Obama is progressive?
Compared to some (modern?) Republicans, Nixon looks like a progressive but I'm fairly certain that does not make him one.
That isn't to say I don't approve of the student loan legislation such as I understand it. I even approve of how it is being done. But even broken clocks are right twice a day, Obama is going to have to work much harder (especially in light of his rush to the center on health care) to (re-)earn the title of "progressive".
So when good things happen its due to Obama, when they don't its the fault of Congress!

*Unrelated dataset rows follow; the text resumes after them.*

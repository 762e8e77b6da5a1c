//! Form state for device and template editors
//!
//! Devices and templates share one form core; the only difference is the
//! metadata block (make/model/usage vs. device type) and whether a
//! connection tab exists. The state is plain caller-owned data - the
//! validation and allocation operations over it are pure functions.

use crate::validate::FieldError;
use modcon_layout::{check_placement, propose_index, ParameterConfig, PlacementConflict, RegisterRange};
use serde::{Deserialize, Serialize};

/// Highest addressable Modbus slave id accepted by the console
pub const MAX_SLAVE_ID: u8 = 255;

/// Transport-specific connection parameters
#[derive(Debug, Clone, PartialEq, Serialize, Deserialize)]
#[serde(tag = "mode", rename_all = "lowercase")]
pub enum ConnectionSetting {
    /// Modbus TCP
    Tcp {
        host: String,
        #[serde(default = "default_tcp_port")]
        port: u16,
    },
    /// Modbus RTU over a serial line
    Rtu {
        serial_port: String,
        #[serde(default = "default_baud_rate")]
        baud_rate: u32,
        #[serde(default = "default_data_bits")]
        data_bits: u8,
        #[serde(default = "default_stop_bits")]
        stop_bits: u8,
        #[serde(default = "default_parity")]
        parity: String,
    },
}

fn default_tcp_port() -> u16 {
    502
}
fn default_baud_rate() -> u32 {
    9600
}
fn default_data_bits() -> u8 {
    8
}
fn default_stop_bits() -> u8 {
    1
}
fn default_parity() -> String {
    "None".to_string()
}

/// Connection settings plus the slave id polled through them
#[derive(Debug, Clone, PartialEq, Serialize, Deserialize)]
pub struct ConnectionForm {
    #[serde(flatten)]
    pub setting: ConnectionSetting,
    #[serde(default = "default_slave_id")]
    pub slave_id: u8,
}

fn default_slave_id() -> u8 {
    1
}

/// Metadata block of a device form
#[derive(Debug, Clone, PartialEq, Serialize, Deserialize)]
#[serde(rename_all = "camelCase")]
pub struct DeviceBasics {
    pub name: String,
    pub make: String,
    pub model: String,
    #[serde(default, skip_serializing_if = "Option::is_none")]
    pub usage: Option<String>,
    #[serde(default, skip_serializing_if = "Option::is_none")]
    pub description: Option<String>,
}

/// Metadata block of a template (device driver) form
#[derive(Debug, Clone, PartialEq, Serialize, Deserialize)]
#[serde(rename_all = "camelCase")]
pub struct TemplateBasics {
    pub name: String,
    pub device_type: String,
    #[serde(default, skip_serializing_if = "Option::is_none")]
    pub description: Option<String>,
}

/// Metadata contract shared by device and template forms
pub trait FormBasics {
    /// Whether this form kind carries a connection tab
    fn requires_connection() -> bool;

    /// Form kind label for logging and error scoping
    fn kind() -> &'static str;

    /// Required-field checks for the basics tab
    fn validate_basics(&self) -> Vec<FieldError>;
}

impl FormBasics for DeviceBasics {
    fn requires_connection() -> bool {
        true
    }

    fn kind() -> &'static str {
        "device"
    }

    fn validate_basics(&self) -> Vec<FieldError> {
        let mut errors = Vec::new();
        if self.name.trim().is_empty() {
            errors.push(FieldError::new("name", "device name is required"));
        }
        if self.make.trim().is_empty() {
            errors.push(FieldError::new("make", "make is required"));
        }
        if self.model.trim().is_empty() {
            errors.push(FieldError::new("model", "model is required"));
        }
        errors
    }
}

impl FormBasics for TemplateBasics {
    fn requires_connection() -> bool {
        false
    }

    fn kind() -> &'static str {
        "template"
    }

    fn validate_basics(&self) -> Vec<FieldError> {
        let mut errors = Vec::new();
        if self.name.trim().is_empty() {
            errors.push(FieldError::new("name", "template name is required"));
        }
        if self.device_type.trim().is_empty() {
            errors.push(FieldError::new("deviceType", "device type is required"));
        }
        errors
    }
}

/// Register ranges and parameters being edited
#[derive(Debug, Clone, Default, PartialEq, Serialize, Deserialize)]
pub struct LayoutDraft {
    #[serde(default)]
    pub ranges: Vec<RegisterRange>,
    #[serde(default)]
    pub parameters: Vec<ParameterConfig>,
}

impl LayoutDraft {
    /// Next free buffer offset in a range, excluding the parameter being
    /// edited (by name) when given
    pub fn propose_buffer_index(&self, range_name: &str, excluding_name: Option<&str>) -> u32 {
        propose_index(&self.parameters, range_name, excluding_name)
    }

    /// Copy of a new parameter with its offset allocated
    pub fn placed(&self, param: &ParameterConfig) -> ParameterConfig {
        let mut placed = param.clone();
        placed.set_buffer_index(self.propose_buffer_index(&param.register_range, None));
        placed
    }

    /// Copy of an existing parameter with a new data type applied and its
    /// offset re-allocated
    pub fn retyped(&self, param: &ParameterConfig, new_type: &str) -> ParameterConfig {
        let mut updated = param.with_data_type(new_type);
        updated.set_buffer_index(
            self.propose_buffer_index(&param.register_range, Some(&param.name)),
        );
        updated
    }

    /// Placement verdict for a candidate against this draft
    pub fn check(
        &self,
        candidate: &ParameterConfig,
        excluding_name: Option<&str>,
    ) -> Option<PlacementConflict> {
        check_placement(candidate, &self.parameters, &self.ranges, excluding_name)
    }
}

/// One device or template being built/edited
///
/// Transient, in-memory state: it has no server-side identity until it is
/// converted to the submission shape and sent.
#[derive(Debug, Clone, PartialEq, Serialize, Deserialize)]
pub struct ConsoleForm<B> {
    pub basics: B,
    #[serde(default, skip_serializing_if = "Option::is_none")]
    pub connection: Option<ConnectionForm>,
    #[serde(default)]
    pub layout: LayoutDraft,
}

/// Device editor form
pub type DeviceForm = ConsoleForm<DeviceBasics>;
/// Template editor form
pub type TemplateForm = ConsoleForm<TemplateBasics>;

Meanwhile in the real world Tim Geithner is lobbying to keep derivatives from being regulated in Europe.
Why do you think anything insurance-focused would get insurance costs for a healthy 55-year-old to go down? That's backward to the whole nature of this reform, which is to equalize costs across insureds–so insurance costs go down for the sick and up for the healthy. If you think of it as COBRA-for-all, which I think is reasonable, $500/month is about right (and rough GDP estimates get to the same ballpark); with some age rating, I'd be extremely surprised if rates for healthy 55-year-olds go down from $800.